W treningach wolnych cały zespół wykazywał się wysoką formą uzyskując dobre czasy, co rokowało na wysokie miejsce w wyścigu. Do zawodów stanęło 28 zespołów. Po kwalifikacjach uzyskaliśmy czas, który dawał nam siódme pole startowe. Nie był to szczyt marzeń i naszych możliwości, ale wyścig trwa 4 godziny…
Jako pierwszy za kierownicą Logana usiadł Kamil, który pokazał gdzie jest nasze miejsce w tym wyścigu. Po godzinie ostrej walki wyprowadził zespół na czoło klasyfikacji. Niefortunnie wybrany moment zmiany kierowców spowodował spadek zespołu na trzecią pozycję, której zaciekle bronił Darek, odrabiając czas utracony do czołówki wyścigu. Przyniosło to efekt, bo po kolejnej perfekcyjnie wykonanej zmianie kierowców przesunęliśmy się na drugą pozycję, którą miała za zadanie utrzymać Klaudia, prowadząc Logana przez kolejną godzinę.
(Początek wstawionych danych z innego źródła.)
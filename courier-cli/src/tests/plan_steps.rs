//! Behaviour-driven step definitions driving the plan CLI scenarios.

use super::helpers::{InputFiles, corner_directions, write_utf8};
use super::*;
use crate::plan::run_plan_with;
use courier_solver::{DeliveryPlan, PlanError};
use rstest::fixture;
use rstest_bdd_macros::{given, scenario, then, when};
use std::cell::RefCell;

#[derive(Debug)]
struct PlanWorld {
    files: InputFiles,
    include_map: RefCell<bool>,
    cli_args: RefCell<Vec<String>>,
    stdout: RefCell<Vec<u8>>,
    result: RefCell<Option<Result<(), CliError>>>,
}

impl PlanWorld {
    fn new() -> Self {
        Self {
            files: InputFiles::new(),
            include_map: RefCell::new(true),
            cli_args: RefCell::new(Vec::new()),
            stdout: RefCell::new(Vec::new()),
            result: RefCell::new(None),
        }
    }

    fn build_command_line(&self) -> Vec<String> {
        let mut argv = vec![
            "courier".to_owned(),
            "plan".to_owned(),
            self.files.deliveries.as_str().to_owned(),
        ];
        if *self.include_map.borrow() {
            argv.extend([format!("--{ARG_PLAN_MAP}"), self.files.map.as_str().to_owned()]);
        }
        argv.extend(self.cli_args.borrow().iter().cloned());
        argv
    }

    fn error(&self) -> std::cell::Ref<'_, CliError> {
        std::cell::Ref::map(self.result.borrow(), |result| {
            result
                .as_ref()
                .expect("result recorded")
                .as_ref()
                .expect_err("expected error")
        })
    }
}

#[fixture]
fn world() -> PlanWorld {
    PlanWorld::new()
}

#[given("a street map and deliveries exist on disk")]
fn inputs_exist(#[from(world)] world: &PlanWorld) {
    write_utf8(&world.files.map, super::helpers::CORNER_MAP.as_bytes());
    write_utf8(
        &world.files.deliveries,
        super::helpers::CORNER_DELIVERIES.as_bytes(),
    );
}

#[given("I request JSON output")]
fn request_json(#[from(world)] world: &PlanWorld) {
    world
        .cli_args
        .borrow_mut()
        .extend([format!("--{ARG_PLAN_FORMAT}"), "json".to_owned()]);
}

#[given("I omit the map path")]
fn omit_map(#[from(world)] world: &PlanWorld) {
    *world.include_map.borrow_mut() = false;
}

#[given("the deliveries include a stop off the map")]
fn stop_off_map(#[from(world)] world: &PlanWorld) {
    write_utf8(&world.files.deliveries, b"0 0\n0.01 0.02:parcel\n5 5:lost\n");
}

#[when("I run the plan command")]
fn run_plan_command(#[from(world)] world: &PlanWorld) {
    let invocation = world.build_command_line();
    let parsed = Cli::try_parse_from(invocation).map_err(CliError::from);
    let outcome = parsed.and_then(|cli| match cli.command {
        Command::Plan(args) => {
            let mut buffer = world.stdout.borrow_mut();
            run_plan_with(args, &mut *buffer)
        }
    });
    world.result.replace(Some(outcome));
}

#[then("the command prints turn-by-turn directions")]
fn prints_directions(#[from(world)] world: &PlanWorld) {
    let borrowed = world.result.borrow();
    let result = borrowed.as_ref().expect("result recorded");
    result.as_ref().expect("expected success");

    let stdout = String::from_utf8(world.stdout.borrow().clone()).expect("stdout utf-8");
    let lines: Vec<&str> = stdout.lines().collect();
    assert_eq!(lines, corner_directions());
}

#[then("the command prints the plan as JSON")]
fn prints_json(#[from(world)] world: &PlanWorld) {
    let borrowed = world.result.borrow();
    let result = borrowed.as_ref().expect("result recorded");
    result.as_ref().expect("expected success");

    let plan: DeliveryPlan =
        serde_json::from_slice(&world.stdout.borrow()).expect("output should be a JSON plan");
    assert_eq!(plan.delivery_count(), 1);
}

#[then("the command fails because the map path is missing")]
fn fails_missing_map(#[from(world)] world: &PlanWorld) {
    match &*world.error() {
        CliError::MissingArgument { field, .. } => assert_eq!(*field, ARG_PLAN_MAP),
        other => panic!("expected MissingArgument, found {other:?}"),
    }
}

#[then("the command fails because a stop is off the map")]
fn fails_off_map(#[from(world)] world: &PlanWorld) {
    match &*world.error() {
        CliError::Plan(PlanError::InvalidLocation { coordinate }) => {
            assert_eq!(coordinate.to_string(), "5 5");
        }
        other => panic!("expected Plan(InvalidLocation), found {other:?}"),
    }
}

macro_rules! register_plan_scenario {
    ($fn_name:ident, $scenario_title:literal) => {
        #[scenario(path = "tests/features/plan_command.feature", name = $scenario_title)]
        fn $fn_name(#[from(world)] world: PlanWorld) {
            let _ = world;
        }
    };
}

register_plan_scenario!(plan_as_text, "planning a tour as text");
register_plan_scenario!(plan_as_json, "planning a tour as JSON");
register_plan_scenario!(plan_missing_map, "rejecting a missing map path");
register_plan_scenario!(plan_off_map_stop, "rejecting stops off the street map");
Warunki pogodowe zaczęły się pogarszać. Silny wiatr i mocno zacinający deszcz nie ułatwiał zadania kierowcom i mechanikom. Coraz więcej samochodów opuszczało tor tracąc cenne sekundy. Klaudia, jak w transie, nie popełniając żadnego błędu, kręciła jedne z najlepszych czasów z zawodników znajdujących się na torze. Do kolejnej zmiany utrzymała drugą pozycję w wyścigu powiększając przewagę nad kolejnym zespołem. I byłoby może lepiej, gdyby nie błędna decyzja Kierownictwa Zespołu…
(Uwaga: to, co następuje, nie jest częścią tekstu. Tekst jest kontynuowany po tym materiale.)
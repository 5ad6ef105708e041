//! Route search, stop ordering and plan assembly for courier.
//!
//! This crate implements the traits from [`courier_core`]:
//!
//! - [`AStarRouter`] is a [`PathFinder`](courier_core::PathFinder) running A*
//!   over any [`StreetGraph`](courier_core::StreetGraph), with an optional
//!   expansion budget.
//! - [`AnnealingOptimizer`] is an
//!   [`OrderOptimizer`](courier_core::OrderOptimizer) that reorders stops by
//!   simulated annealing on straight-line tour length.
//! - [`DeliveryPlanner`] combines the two into a turn-by-turn
//!   [`DeliveryPlan`].
//!
//! With the `parallel` feature the planner routes the legs of a tour
//! concurrently on the `rayon` thread pool. Its tests only build with that
//! feature on, so run the suite with `--all-features` as well.

#![forbid(unsafe_code)]
#![cfg_attr(docsrs, feature(doc_cfg))]

mod annealing;
mod astar;
mod planner;

#[cfg(any(test, feature = "test-support"))]
#[cfg_attr(docsrs, doc(cfg(feature = "test-support")))]
pub mod test_support;

pub use annealing::{
    AnnealingOptimizer, AnnealingSchedule, DEFAULT_COOLING_FACTOR, DEFAULT_FINAL_TEMPERATURE,
    DEFAULT_INITIAL_TEMPERATURE, MAX_SCHEDULE_ITERATIONS,
};
pub use astar::{AStarRouter, RouterConfig};
pub use planner::{
    DeliveryCommand, DeliveryPlan, DeliveryPlanner, Heading, PlanError, TurnDirection,
    segment_angle, turn_angle,
};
Z powodu wypadku na torze, wprowadzono ograniczenie prędkości do 60 km/h. To była doskonała okazja na dokonanie kolejnej zmiany kierowców i zyskanie kolejnych sekund przewagi nad rywalami. Stało się inaczej – brak szybkiej decyzji spowodował, że kiedy Klaudia wreszcie zjeżdżała na pit-stop – wyścig wznowiono.
Ponownie Logana poprowadził Kamil. Musiał odrabiać straty, bo spadliśmy na czwarte miejsce. Po szaleńczej walce przewaga do czołówki malała. Na 10 minut przed końcem wyścigu awansowaliśmy na trzecie miejsce. Do zwycięzcy mieliśmy stratę 16 sekund. Wówczas kolejny raz wstrzymano wyścig (ograniczając prędkość do 60km/h). W takiej samej kolejności dojechaliśmy do mety, z czego jesteśmy bardzo zadowoleni. Jednego jesteśmy pewni: musimy popracować nad strategią pit-stop, bo to jak w F1, ona może decydować o zwycięstwie.
Pozdrawiamy Kibiców, dziękujemy Sponsorom i zapraszamy na kolejną eliminację 21.07.2007 w Oschersleben.